Last spring, in his elegant commencement address to the Harvard Medical School, Dr. Atul Gawande appealed for a dramatic change in the organization and delivery of medical care.  His reason, “medicine’s complexity has exceeded our individual capabilities as doctors.”  He accepts the necessity of specialization, but he criticizes a system of care that emphasizes the independence of each specialist.  Dr.
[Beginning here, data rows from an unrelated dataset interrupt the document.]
use crate::api::api_url;
use crate::api::utils::{authenticated_post, authenticated_put, error_message, get_json};
use async_trait::async_trait;
use log::{debug, info};
use shared::dto::page::{PageQuery, PageResponse};
use shared::{Player, PlayerForm, RowSource, SharedError};

/// Server-paginated player listing.
pub async fn fetch_players_page(query: &PageQuery) -> Result<PageResponse<Player>, String> {
    let url = format!("{}?{}", api_url("/api/players"), query.to_query_string());
    let page: PageResponse<Player> = get_json(&url, "players").await?;
    debug!(
        "Loaded players page {} ({} of {})",
        page.page,
        page.items.len(),
        page.total
    );
    Ok(page)
}

pub async fn create_player(form: &PlayerForm) -> Result<Player, String> {
    form.validate_fields().map_err(|e| e.to_string())?;
    let response = authenticated_post(&api_url("/api/players"))
        .json(form)
        .map_err(|e| format!("Failed to encode player: {}", e))?
        .send()
        .await
        .map_err(|e| format!("Failed to create player: {}", e))?;
    if !response.ok() {
        return Err(error_message(response).await);
    }
    let player = response
        .json::<Player>()
        .await
        .map_err(|e| format!("Failed to parse player response: {}", e))?;
    info!("Created player {}", player.id);
    Ok(player)
}

pub async fn update_player(id: &str, form: &PlayerForm) -> Result<Player, String> {
    form.validate_fields().map_err(|e| e.to_string())?;
    let url = api_url(&format!("/api/players/{}", urlencoding::encode(id)));
    let response = authenticated_put(&url)
        .json(form)
        .map_err(|e| format!("Failed to encode player: {}", e))?
        .send()
        .await
        .map_err(|e| format!("Failed to update player: {}", e))?;
    if !response.ok() {
        return Err(error_message(response).await);
    }
    response
        .json::<Player>()
        .await
        .map_err(|e| format!("Failed to parse player response: {}", e))
}

/// `RowSource` over `/api/players`.
#[derive(Debug, Clone, Copy, Default, PartialEq)]
pub struct PlayerSource;

#[async_trait(?Send)]
impl RowSource<Player> for PlayerSource {
    async fn fetch_page(&self, query: &PageQuery) -> shared::Result<PageResponse<Player>> {
        fetch_players_page(query).await.map_err(SharedError::RowSource)
    }
}
use yew::prelude::*;

#[derive(Properties, PartialEq)]
pub struct PageShellProps {
    pub title: AttrValue,
    /// Buttons rendered on the right of the header.
    #[prop_or_default]
    pub actions: Html,
    /// Filter controls rendered above the listing.
    #[prop_or_default]
    pub filters: Option<Html>,
    #[prop_or_default]
    pub error: Option<String>,
    #[prop_or_default]
    pub children: Children,
}

#[function_component(PageShell)]
pub fn page_shell(props: &PageShellProps) -> Html {
    html! {
        <div class="min-h-screen bg-gray-50">
            <header class="p-4 bg-white shadow-sm">
                <div class="container mx-auto flex justify-between items-center flex-wrap gap-3">
                    <h1 class="text-xl font-medium">{&props.title}</h1>
                    <div class="flex gap-2">{props.actions.clone()}</div>
                </div>
            </header>
            <main class="container mx-auto px-4 py-6">
                if let Some(filters) = &props.filters {
                    <div class="bg-white rounded-lg shadow-sm p-4 mb-6 flex flex-wrap items-end gap-4">
                        {filters.clone()}
                    </div>
                }
                if let Some(err) = &props.error {
                    <div class="bg-red-50 border border-red-200 rounded-lg p-4 mb-6">
                        <div class="flex">
                            <div class="text-red-400">{"⚠️"}</div>
                            <div class="ml-3">
                                <h3 class="text-sm font-medium text-red-800">{"Error"}</h3>
                                <p class="mt-1 text-sm text-red-700">{err}</p>
                            </div>
                        </div>
                    </div>
                }
                {props.children.clone()}
            </main>
        </div>
    }
}
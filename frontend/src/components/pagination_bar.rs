use shared::{PageItem, PaginationState};
use web_sys::HtmlSelectElement;
use yew::prelude::*;

#[derive(Properties, Clone, PartialEq)]
pub struct PaginationBarProps {
    pub state: PaginationState,
    pub on_page: Callback<u32>,
    /// Empty hides the page-size selector. Page buttons only show past one page.
    #[prop_or_default]
    pub page_size_options: Vec<u32>,
    #[prop_or_default]
    pub on_page_size: Callback<u32>,
    #[prop_or(AttrValue::from("results"))]
    pub noun: AttrValue,
}

const NAV_BUTTON: &str = "relative inline-flex items-center px-2 py-2 border border-gray-300 bg-white text-sm font-medium text-gray-500 hover:bg-gray-50 disabled:opacity-50";

#[function_component(PaginationBar)]
pub fn pagination_bar(props: &PaginationBarProps) -> Html {
    let state = props.state;
    let current_page = state.page;

    let on_page_size_change = {
        let on_page_size = props.on_page_size.clone();
        Callback::from(move |e: Event| {
            let select: HtmlSelectElement = e.target_unchecked_into();
            if let Ok(size) = select.value().parse::<u32>() {
                on_page_size.emit(size);
            }
        })
    };

    let page_size_selector = if props.page_size_options.is_empty() {
        html! {}
    } else {
        html! {
            <label class="flex items-center space-x-2 text-sm text-gray-700">
                <span>{"Rows per page"}</span>
                <select
                    onchange={on_page_size_change}
                    class="border border-gray-300 rounded-md px-2 py-1 text-sm"
                >
                    {props.page_size_options.iter().map(|size| html! {
                        <option value={size.to_string()} selected={*size == state.page_size}>
                            {*size}
                        </option>
                    }).collect::<Html>()}
                </select>
            </label>
        }
    };

    let multiple_pages = state.has_multiple_pages();

    html! {
        <div class="bg-white px-4 py-3 flex items-center justify-between border-t border-gray-200 sm:px-6">
            if multiple_pages {
                <div class="flex-1 flex justify-between sm:hidden">
                    <button
                        onclick={props.on_page.reform(move |_| current_page.saturating_sub(1).max(1))}
                        disabled={!state.has_previous()}
                        class="relative inline-flex items-center px-4 py-2 border border-gray-300 text-sm font-medium rounded-md text-gray-700 bg-white hover:bg-gray-50 disabled:opacity-50"
                    >
                        {"Previous"}
                    </button>
                    <button
                        onclick={props.on_page.reform(move |_| current_page + 1)}
                        disabled={!state.has_next()}
                        class="ml-3 relative inline-flex items-center px-4 py-2 border border-gray-300 text-sm font-medium rounded-md text-gray-700 bg-white hover:bg-gray-50 disabled:opacity-50"
                    >
                        {"Next"}
                    </button>
                </div>
            }
            <div class="hidden sm:flex-1 sm:flex sm:items-center sm:justify-between">
                <div class="flex items-center space-x-6">
                    <p class="text-sm text-gray-700">
                        {"Showing "}
                        <span class="font-medium">{state.range_start()}</span>
                        {" to "}
                        <span class="font-medium">{state.range_end()}</span>
                        {" of "}
                        <span class="font-medium">{state.total}</span>
                        {" "}{&props.noun}
                    </p>
                    {page_size_selector}
                </div>
                if multiple_pages {
                    <nav class="relative z-0 inline-flex rounded-md shadow-sm -space-x-px" aria-label="Pagination">
                        <button
                            onclick={props.on_page.reform(move |_| current_page.saturating_sub(1).max(1))}
                            disabled={!state.has_previous()}
                            class={classes!(NAV_BUTTON, "rounded-l-md")}
                        >
                            {"Previous"}
                        </button>
                        {state.page_numbers().into_iter().enumerate().map(|(idx, item)| match item {
                            PageItem::Page(page_num) => {
                                let is_current = page_num == current_page;
                                html! {
                                    <button
                                        key={format!("page-{}", page_num)}
                                        data-page={page_num.to_string()}
                                        onclick={props.on_page.reform(move |_| page_num)}
                                        aria-current={if is_current { Some("page") } else { None }}
                                        class={classes!(
                                            "relative", "inline-flex", "items-center", "px-4", "py-2", "border", "text-sm", "font-medium",
                                            if is_current {
                                                classes!("z-10", "bg-indigo-50", "border-indigo-500", "text-indigo-600")
                                            } else {
                                                classes!("bg-white", "border-gray-300", "text-gray-500", "hover:bg-gray-50")
                                            }
                                        )}
                                    >
                                        {page_num}
                                    </button>
                                }
                            }
                            PageItem::Ellipsis => html! {
                                <span
                                    key={format!("gap-{}", idx)}
                                    class="relative inline-flex items-center px-4 py-2 border border-gray-300 bg-white text-sm font-medium text-gray-700"
                                >
                                    {item.to_string()}
                                </span>
                            },
                        }).collect::<Html>()}
                        <button
                            onclick={props.on_page.reform(move |_| current_page + 1)}
                            disabled={!state.has_next()}
                            class={classes!(NAV_BUTTON, "rounded-r-md")}
                        >
                            {"Next"}
                        </button>
                    </nav>
                }
            </div>
        </div>
    }
}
Gawande is not alone in thinking that scientific, technologic, and economic changes require reorganization of care.  Larry Casalino and Steve Shortell have proposed Accountable Care Organizations (ACOs); Fisher, Skinner, Wennberg and colleagues at the Dartmouth Medical School have focused on reforming Medicare, and many others have also called for major changes.

I expressed similar concerns in 1974 in my book Who Shall Live?, but at that time I rejected the claim that the problems of medical care had reached crisis proportion.  In 2011, however, I agree with those who say the need for comprehensive reform must be marked URGENT.  The high and rapidly rising cost of health care threaten the financial credibility of the federal and state governments.  The former finances much of its share of health care by borrowing from abroad; the states fund health care by cutting support of education, maintenance of infrastructure, and other essential functions.  These are stop-gap measures; neither borrowing from abroad nor cutting essential functions are long-run solutions.  The private sector is equally distressed.  Surging health insurance premiums have captured most of the productivity gains of the past thirty years, leaving most workers with stagnant wages.  Not only is there a pressing need for changes in organization and delivery, but Ezekiel Emanuel and I, in our proposal for universal vouchers funded by a dedicated value-added tax, argue that such changes must be accompanied by comprehensive reform of the financing of medical care (Brookings paper).

But that’s not what I want to talk to you about today.  My subject is the urgent need to change the structure of medical education.  It seems to me that such change is necessary, and perhaps inevitable, given the revolution in medicine over the past half century, and given the changes in organization and delivery of care that lie on the horizon.